If you freelance alone, though, you’re struggling to advance your cause. Ambitious projects grow on momentum, built atop consistent effort. Yet consistency is impossible when navigating the “feast or famine” of solo freelance work. Time that opens up between engagements is wasted if you put everything on hold when the next engagement begins.

The solution is simple, right? Distribute the work. So you start asking your talented friends to help out. But this also fails: you don’t always know their availability, and you certainly can’t guarantee it. Consistency still eludes you.

At this point, you could do as so many have done before: hire people to guarantee their time. But you guarantee their salaries in exchange, and full-timers expect a career path. Congrats, you’ve just started an agency!

But was that your ambition? To run an agency?

It’s not ours. And if it’s not yours either, come work with us. We’re trying something different.

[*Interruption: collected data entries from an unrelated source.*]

use super::{Layout, Reg};
use crate::token::Token;

/// Set of field-values, possibly spanning several registers.
///
/// Implemented by [`FieldVal`](super::FieldVal), by the empty set `()`, and by
/// [`Combine`] of two sets.
pub trait FieldSet: Token {
    /// The set grouped by register.
    const LAYOUT: Layout;

    /// Returns the union of `self` and `other`.
    ///
    /// Fails to build if the sets assign overlapping bits of one register, in
    /// particular if they contain two values of the same field.
    #[inline]
    fn combine<B: FieldSet>(self, other: B) -> Combine<Self, B> {
        let _layout = <Combine<Self, B> as FieldSet>::LAYOUT;
        Combine(self, other)
    }
}

/// Field-value set that can be stored.
pub trait WFieldSet: FieldSet {
    /// Applies the set with a plain read-modify-write of every register it
    /// spans. Each register is stored once.
    #[inline]
    fn set(self) {
        let layout = Self::LAYOUT;
        let mut stored = 0;
        Self::store_each(&layout, &mut stored, false);
    }

    /// Applies the set with one atomic read-modify-write per register.
    ///
    /// The set as a whole is not atomic: an interrupt may observe some
    /// registers updated and others not.
    #[inline]
    fn atomic_set(self) {
        let layout = Self::LAYOUT;
        let mut stored = 0;
        Self::store_each(&layout, &mut stored, true);
    }

    #[doc(hidden)]
    fn store_each(layout: &Layout, stored: &mut u8, atomic: bool);
}

/// Field-value set that can be checked.
pub trait RFieldSet: FieldSet {
    /// Returns `true` if every field-value of the set is currently present.
    /// Each register is read once.
    #[inline]
    fn is_set(self) -> bool {
        let layout = Self::LAYOUT;
        let mut checked = 0;
        Self::check_each(&layout, &mut checked)
    }

    #[doc(hidden)]
    fn check_each(layout: &Layout, checked: &mut u8) -> bool;
}

/// Field-value set whose every member belongs to the register `R`.
pub trait OwnedBy<R: Reg>: FieldSet {}

/// Union of two field-value sets. Built with [`FieldSet::combine`].
#[derive(Clone, Copy, Debug)]
pub struct Combine<A: FieldSet, B: FieldSet>(A, B);

/// Returns the union of `a` and `b`. See [`FieldSet::combine`].
#[inline]
pub fn combine<A: FieldSet, B: FieldSet>(a: A, b: B) -> Combine<A, B> {
    a.combine(b)
}

impl<A: FieldSet, B: FieldSet> Token for Combine<A, B> {
    #[inline]
    unsafe fn take() -> Self {
        unsafe { Self(A::take(), B::take()) }
    }
}

impl<A: FieldSet, B: FieldSet> FieldSet for Combine<A, B> {
    const LAYOUT: Layout = A::LAYOUT.merge(B::LAYOUT);
}

impl<A: WFieldSet, B: WFieldSet> WFieldSet for Combine<A, B> {
    #[inline]
    fn store_each(layout: &Layout, stored: &mut u8, atomic: bool) {
        A::store_each(layout, stored, atomic);
        B::store_each(layout, stored, atomic);
    }
}

impl<A: RFieldSet, B: RFieldSet> RFieldSet for Combine<A, B> {
    #[inline]
    fn check_each(layout: &Layout, checked: &mut u8) -> bool {
        A::check_each(layout, checked) && B::check_each(layout, checked)
    }
}

impl<R: Reg, A: OwnedBy<R>, B: OwnedBy<R>> OwnedBy<R> for Combine<A, B> {}

impl FieldSet for () {
    const LAYOUT: Layout = Layout::EMPTY;
}

impl WFieldSet for () {
    #[inline]
    fn store_each(_layout: &Layout, _stored: &mut u8, _atomic: bool) {}
}

impl RFieldSet for () {
    #[inline]
    fn check_each(_layout: &Layout, _checked: &mut u8) -> bool {
        true
    }
}

impl<R: Reg> OwnedBy<R> for () {}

We’re a small group of creatives designing an unusual organization, one that retains the desirable aspects of the “agency model” (a respected shared brand, inspiring colleagues, a full pipeline of attractive projects) and jettisons the rest (forfeiting control over your time, work environment, and project choice to secure a salary).

Our plan, in a nutshell:

  1. Collaborate on shared practices and tools that, over time, will stabilize our freelance work. Lean on that stability to pursue our respective goals more effectively.
  2. In helping one another, attract a deeper bench of like-minded colleagues to work with. As the team is excellent, so is the work: mission-focused creatives do great work because, by definition, we care so deeply about results.1
  3. The work attracts more, and more attractive, client engagements. Jon Lax put it best: “There is no magic to this business. If you do good work, you get good work.”2

If all this speaks to you, say hello!

Singular Collective


  1. Most of us have been through startup wringer at least once. And we use the broad term “creative” deliberately: we want members with skills of any stripe applicable to our work.